36人が死亡、32人が重軽傷を負った令和元年の京都アニメーション放火殺人事件で、殺人や現住建造物等放火などの罪に問われた青葉真司被告(45)の犯行動機について、検察側は5日に京都地裁(増田啓祐裁判長)で始まった裁判員裁判の冒頭陳述で「筋違いの恨みによる復讐(ふくしゅう)」と指摘した。京アニの作品募集に応じて、10年間をかけて書いた「渾身」の小説を出したが、あえなく落選させられ、「盗用された」と妄想を募らせたとした。
検察側の冒陳によると青葉被告は30代の前半ごろ、人間関係がうまくいかず無職となり、このころ京アニの作品に感銘を受けたことで、小説家やライトノベル作家を志すようになった。
しかし小説を書いても納得がいかず、「執筆→消去」という作業を繰り返しているうちに自暴自棄になり、コンビニ強盗事件を起こして服役。それでも小説のアイデアは書きため続け、出所前のアンケートには、将来の目標として「作家デビュー」と記していた。
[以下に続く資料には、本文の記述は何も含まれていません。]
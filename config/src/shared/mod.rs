//! Shared configuration types for block sets.

mod base;
mod block_set;

pub use base::ValidationError;
pub use block_set::BlockSetConfig;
出所後ついに「金字塔」の作品を完成させた。青葉被告にとっては「10年かけた渾身の力作」(検察側冒陳)だったというが、平成29年の作品公募「京アニ大賞」に応募するも落選。小説家志望者が集まる掲示板にも投稿したが、そこでも反応がなく、失望を募らせたことが事件につながったとした。